Use the CSV or PDF button to save results.

Example Data Table

Case	a	b	x	Interval	Expected Mean	Interval Probability
Basic classroom model	0	10	5	2 to 8	5	0.6
Delivery time estimate	15	45	30	20 to 35	30	0.5
Measurement error range	-2	2	1	-1 to 1	0	0.5
Random score range	50	100	80	70 to 90	75	0.4

Understanding Uniform Probability

A uniform distribution describes outcomes that are equally likely inside a fixed range. The lowest value is a. The highest value is b. Every point between them has the same density. This makes the model simple, but it is still powerful. It is useful when no value in the interval has extra weight.

Why This Calculator Helps

Manual uniform distribution work can be slow. You must check boundaries, adjust intervals, and select the right formula. This calculator keeps those steps organized. It accepts the lower limit, upper limit, probability range, and optional target value. It also handles quantiles and sample summaries. The result shows density, cumulative probability, interval probability, mean, variance, standard deviation, and percentile values.

Practical Uses

Uniform models appear in simulation, quality checks, scheduling, random number generation, and introductory statistics. A delivery time may be assumed evenly spread between two limits. A random starting point may be chosen from a fixed interval. A measurement error may also be treated as uniform when only the maximum error is known.

Interpreting Results

The mean sits exactly in the middle of the interval. The variance grows when the interval becomes wider. The probability over any valid subrange equals the subrange length divided by the full length. Values below the lower limit have zero cumulative probability. Values above the upper limit have full cumulative probability.

Best Practice

Use realistic limits. The lower limit must be less than the upper limit. Keep probability bounds inside the distribution when possible. If bounds extend outside the interval, the calculator trims the overlap. This reflects the actual probability area. Use the notes section to record assumptions. Then download the result for review, reports, or classroom use.

Advanced Options

The calculator also supports inverse probability. Enter a percentile between zero and one. It returns the matching quantile. The sample section estimates standard error for simulated averages. This helps compare theoretical spread with repeated sampling. These features make the tool useful for basic lessons and deeper analysis. When decisions depend on equal chances, document the interval source. Use observed limits, contract limits, or design limits. Avoid guessing wider ranges without evidence. Small changes in endpoints can change probability, variance, and risk messages for every user.

FAQs

What is a uniform probability distribution?

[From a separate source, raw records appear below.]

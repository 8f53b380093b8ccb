//! # Task Status Channel
//!
//! Live status of one server-side task over a WebSocket, with automatic
//! reconnection.
//!
//! ## Lifecycle
//!
//! `connect(task_id)` spawns a driver task that owns the transport. The
//! driver walks the [`ChannelState`] table: it reconnects after a fixed delay
//! when the transport drops before a terminal status, and stops for good
//! once the task completes or fails. `disconnect()` stops the driver, which
//! cancels any pending retry and closes the live transport.
//!
//! At most one driver (and so one transport) exists per channel; connecting
//! again tears the previous one down first.
//!
//! ## Usage
//!
//! ```rust,no_run
//! use procurement_offline::client::config::Config;
//! use procurement_offline::client::task_status::{ChannelHandlers, TaskStatusChannel, WsConnector};
//! use std::sync::Arc;
//!
//! # async fn example() {
//! let handlers = ChannelHandlers::new()
//!     .on_status_change(|frame| println!("{}: {}%", frame.status.label(), frame.progress))
//!     .on_complete(|frame| println!("done: {:?}", frame.data));
//! let mut channel = TaskStatusChannel::new(&Config::new(), Arc::new(WsConnector), handlers);
//! channel.connect("task-42").await;
//! // ...
//! channel.disconnect().await;
//! # }
//! ```

pub mod state;
pub mod transport;

pub use state::{ChannelEvent, ChannelState};
pub use transport::{Connector, FrameStream, WsConnector};

use crate::client::config::Config;
use crate::shared::config::AppConfig;
use crate::shared::error::TransportError;
use crate::shared::frame::{ClientCommand, TaskStatusFrame};
use serde_json::Value;
use std::sync::{Arc, Mutex, MutexGuard};
use std::time::Duration;
use tokio::sync::{mpsc, oneshot, watch};
use tokio::task::JoinHandle;
use url::Url;

pub type FrameHandler = Arc<dyn Fn(&TaskStatusFrame) + Send + Sync>;
pub type ErrorHandler = Arc<dyn Fn(&TransportError) + Send + Sync>;

/// Callbacks invoked from the driver task
#[derive(Clone, Default)]
pub struct ChannelHandlers {
    on_status_change: Option<FrameHandler>,
    on_complete: Option<FrameHandler>,
    on_error: Option<ErrorHandler>,
}

impl ChannelHandlers {
    pub fn new() -> Self {
        Self::default()
    }

    /// Every parsed frame, terminal ones included
    pub fn on_status_change(mut self, f: impl Fn(&TaskStatusFrame) + Send + Sync + 'static) -> Self {
        self.on_status_change = Some(Arc::new(f));
        self
    }

    /// The `completed` frame only
    pub fn on_complete(mut self, f: impl Fn(&TaskStatusFrame) + Send + Sync + 'static) -> Self {
        self.on_complete = Some(Arc::new(f));
        self
    }

    /// Transport errors
    pub fn on_error(mut self, f: impl Fn(&TransportError) + Send + Sync + 'static) -> Self {
        self.on_error = Some(Arc::new(f));
        self
    }
}

impl std::fmt::Debug for ChannelHandlers {
    fn fmt(&self, f: &mut std::fmt::Formatter<'_>) -> std::fmt::Result {
        f.debug_struct("ChannelHandlers")
            .field("on_status_change", &self.on_status_change.is_some())
            .field("on_complete", &self.on_complete.is_some())
            .field("on_error", &self.on_error.is_some())
            .finish()
    }
}

/// Reconnect behaviour
#[derive(Debug, Clone, Copy, PartialEq, Eq)]
pub struct ChannelOptions {
    pub auto_reconnect: bool,
    pub reconnect_interval: Duration,
    pub handshake_timeout: Duration,
}

impl Default for ChannelOptions {
    fn default() -> Self {
        Self::from(&AppConfig::default())
    }
}

impl From<&AppConfig> for ChannelOptions {
    fn from(app: &AppConfig) -> Self {
        Self {
            auto_reconnect: app.auto_reconnect,
            reconnect_interval: app.reconnect_interval,
            handshake_timeout: app.handshake_timeout,
        }
    }
}

/// State shared between the channel handle and its driver
struct Shared {
    state: watch::Sender<ChannelState>,
    last_frame: Mutex<Option<TaskStatusFrame>>,
    last_error: Mutex<Option<String>>,
}

fn lock<T>(mutex: &Mutex<T>) -> MutexGuard<'_, T> {
    mutex.lock().unwrap_or_else(|poisoned| poisoned.into_inner())
}

struct Driver {
    shutdown: oneshot::Sender<()>,
    outbound: mpsc::UnboundedSender<String>,
    handle: JoinHandle<()>,
}

/// Per-task status channel
pub struct TaskStatusChannel {
    config: Config,
    options: ChannelOptions,
    connector: Arc<dyn Connector>,
    handlers: ChannelHandlers,
    shared: Arc<Shared>,
    driver: Option<Driver>,
}

impl std::fmt::Debug for TaskStatusChannel {
    fn fmt(&self, f: &mut std::fmt::Formatter<'_>) -> std::fmt::Result {
        f.debug_struct("TaskStatusChannel")
            .field("state", &self.state())
            .field("options", &self.options)
            .finish_non_exhaustive()
    }
}

impl TaskStatusChannel {
    pub fn new(config: &Config, connector: Arc<dyn Connector>, handlers: ChannelHandlers) -> Self {
        let (state, _) = watch::channel(ChannelState::Idle);
        Self {
            options: ChannelOptions::from(config.app()),
            config: config.clone(),
            connector,
            handlers,
            shared: Arc::new(Shared {
                state,
                last_frame: Mutex::new(None),
                last_error: Mutex::new(None),
            }),
            driver: None,
        }
    }

    pub fn with_options(mut self, options: ChannelOptions) -> Self {
        self.options = options;
        self
    }

    pub fn options(&self) -> ChannelOptions {
        self.options
    }

    pub fn state(&self) -> ChannelState {
        *self.shared.state.borrow()
    }

    /// Receiver observing every state change
    pub fn watch_state(&self) -> watch::Receiver<ChannelState> {
        self.shared.state.subscribe()
    }

    pub fn is_connected(&self) -> bool {
        self.state() == ChannelState::Open
    }

    pub fn last_frame(&self) -> Option<TaskStatusFrame> {
        lock(&self.shared.last_frame).clone()
    }

    pub fn last_error(&self) -> Option<String> {
        lock(&self.shared.last_error).clone()
    }

    /// Open a channel for `task_id`, replacing any existing one
    pub async fn connect(&mut self, task_id: &str) {
        self.stop_driver().await;
        *lock(&self.shared.last_frame) = None;
        *lock(&self.shared.last_error) = None;

        let context = DriverContext {
            options: self.options,
            connector: Arc::clone(&self.connector),
            handlers: self.handlers.clone(),
            shared: Arc::clone(&self.shared),
        };
        context.transition(ChannelEvent::Connect);

        let url = match self.config.task_ws_url(task_id) {
            Ok(url) => url,
            Err(e) => {
                context.fail(&e);
                return;
            }
        };

        tracing::info!(task_id, url = %url, "connecting task status channel");
        let (shutdown, shutdown_rx) = oneshot::channel();
        let (outbound, outbound_rx) = mpsc::unbounded_channel();
        let handle = tokio::spawn(context.run(url, shutdown_rx, outbound_rx));
        self.driver = Some(Driver {
            shutdown,
            outbound,
            handle,
        });
    }

    /// Close the channel from any state
    pub async fn disconnect(&mut self) {
        self.stop_driver().await;
        self.shared
            .state
            .send_modify(|state| *state = state.next(ChannelEvent::Disconnect, false));
    }

    async fn stop_driver(&mut self) {
        if let Some(driver) = self.driver.take() {
            let _ = driver.shutdown.send(());
            if let Err(e) = driver.handle.await {
                if e.is_panic() {
                    tracing::error!("task status driver panicked: {}", e);
                }
            }
        }
    }

    /// Send a JSON message while the channel is open
    ///
    /// Returns false, and drops the message, in any other state.
    pub fn send(&self, message: &Value) -> bool {
        if !self.is_connected() {
            tracing::debug!(state = %self.state(), "dropping outbound message");
            return false;
        }
        let Some(driver) = &self.driver else {
            return false;
        };
        driver.outbound.send(message.to_string()).is_ok()
    }

    fn send_command(&self, command: ClientCommand) -> bool {
        match serde_json::to_value(command) {
            Ok(value) => self.send(&value),
            Err(e) => {
                tracing::error!("cannot encode client command: {}", e);
                false
            }
        }
    }

    pub fn ping(&self) -> bool {
        self.send_command(ClientCommand::Ping)
    }

    pub fn start_demo(&self) -> bool {
        self.send_command(ClientCommand::StartDemo)
    }
}

impl Drop for TaskStatusChannel {
    fn drop(&mut self) {
        if let Some(driver) = self.driver.take() {
            driver.handle.abort();
        }
    }
}

/// How the open phase of one transport ended
enum OpenOutcome {
    Terminal,
    Dropped,
    Shutdown,
}

struct DriverContext {
    options: ChannelOptions,
    connector: Arc<dyn Connector>,
    handlers: ChannelHandlers,
    shared: Arc<Shared>,
}

impl DriverContext {
    fn transition(&self, event: ChannelEvent) -> ChannelState {
        let auto_reconnect = self.options.auto_reconnect;
        let mut next = ChannelState::Idle;
        self.shared.state.send_if_modified(|state| {
            next = state.next(event, auto_reconnect);
            if next == *state {
                return false;
            }
            tracing::debug!(from = %state, to = %next, "channel state change");
            *state = next;
            true
        });
        next
    }

    fn report(&self, error: &TransportError) {
        tracing::warn!("task status transport: {}", error);
        *lock(&self.shared.last_error) = Some(error.to_string());
        if let Some(on_error) = &self.handlers.on_error {
            on_error(error);
        }
    }

    fn fail(&self, error: &TransportError) {
        self.report(error);
        self.transition(ChannelEvent::HandshakeFailed {
            recoverable: error.is_recoverable(),
        });
    }

    fn deliver(&self, frame: &TaskStatusFrame) {
        *lock(&self.shared.last_frame) = Some(frame.clone());
        if let Some(on_status_change) = &self.handlers.on_status_change {
            on_status_change(frame);
        }
        if frame.is_completed() {
            if let Some(on_complete) = &self.handlers.on_complete {
                on_complete(frame);
            }
        }
    }

    async fn run(
        self,
        url: Url,
        mut shutdown: oneshot::Receiver<()>,
        mut outbound: mpsc::UnboundedReceiver<String>,
    ) {
        loop {
            let attempt = tokio::select! {
                _ = &mut shutdown => return,
                result = tokio::time::timeout(self.options.handshake_timeout, self.connector.connect(&url)) => {
                    result.unwrap_or(Err(TransportError::HandshakeTimeout(self.options.handshake_timeout)))
                }
            };

            let next = match attempt {
                Ok(mut stream) => {
                    self.transition(ChannelEvent::HandshakeSucceeded);
                    tracing::info!(url = %url, "task status channel open");
                    let outcome = self.pump(&mut *stream, &mut shutdown, &mut outbound).await;
                    stream.close().await;
                    match outcome {
                        OpenOutcome::Shutdown => return,
                        OpenOutcome::Terminal => self.transition(ChannelEvent::TerminalFrame),
                        OpenOutcome::Dropped => {
                            let terminal_seen = lock(&self.shared.last_frame)
                                .as_ref()
                                .is_some_and(|frame| frame.status.is_terminal());
                            self.transition(ChannelEvent::TransportClosed { terminal_seen })
                        }
                    }
                }
                Err(e) => {
                    self.fail(&e);
                    self.state()
                }
            };

            if next != ChannelState::Reconnecting {
                tracing::info!(state = %next, "task status channel stopped");
                return;
            }

            tracing::info!(
                delay_ms = self.options.reconnect_interval.as_millis() as u64,
                "scheduling reconnect"
            );
            tokio::select! {
                _ = &mut shutdown => return,
                _ = tokio::time::sleep(self.options.reconnect_interval) => {
                    self.transition(ChannelEvent::RetryDue);
                }
            }
        }
    }

    fn state(&self) -> ChannelState {
        *self.shared.state.borrow()
    }

    /// Read frames and forward outbound messages until the transport ends
    async fn pump(
        &self,
        stream: &mut dyn FrameStream,
        shutdown: &mut oneshot::Receiver<()>,
        outbound: &mut mpsc::UnboundedReceiver<String>,
    ) -> OpenOutcome {
        loop {
            tokio::select! {
                _ = &mut *shutdown => return OpenOutcome::Shutdown,
                Some(text) = outbound.recv() => {
                    if let Err(e) = stream.send_text(text).await {
                        tracing::warn!("cannot send on task status channel: {}", e);
                    }
                }
                incoming = stream.next_text() => match incoming {
                    Some(Ok(text)) => match TaskStatusFrame::parse(&text) {
                        Ok(frame) => {
                            tracing::debug!(task_id = %frame.task_id, status = %frame.status, progress = frame.progress, "status frame");
                            self.deliver(&frame);
                            if frame.status.is_terminal() {
                                return OpenOutcome::Terminal;
                            }
                        }
                        Err(e) => tracing::warn!(raw = %e.raw, "dropping frame: {}", e),
                    },
                    Some(Err(e)) => {
                        self.report(&e);
                        return OpenOutcome::Dropped;
                    }
                    None => return OpenOutcome::Dropped,
                },
            }
        }
    }
}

It is a distribution where every value inside a chosen interval has equal density. The interval starts at a and ends at b.

What does the lower limit mean?

The lower limit is the smallest possible value in the distribution. Values below it have zero probability density.

What does the upper limit mean?

The upper limit is the largest possible value in the distribution. Values above it have zero probability density.

How is interval probability calculated?

The calculator divides the valid interval length by the full distribution width. It trims ranges that extend outside the endpoints.

Why is the density constant?

The density is constant because the model assumes every location inside the interval is equally likely.

What is the mean of a uniform distribution?

The mean is the midpoint of the lower and upper limits. It is calculated as a plus b, divided by two.

Can I calculate a percentile?

Yes. Enter a probability between zero and one. The calculator returns the matching quantile inside the interval.

Why use sample size?

Sample size helps estimate the standard error of the sample mean. Larger samples usually reduce uncertainty in average estimates.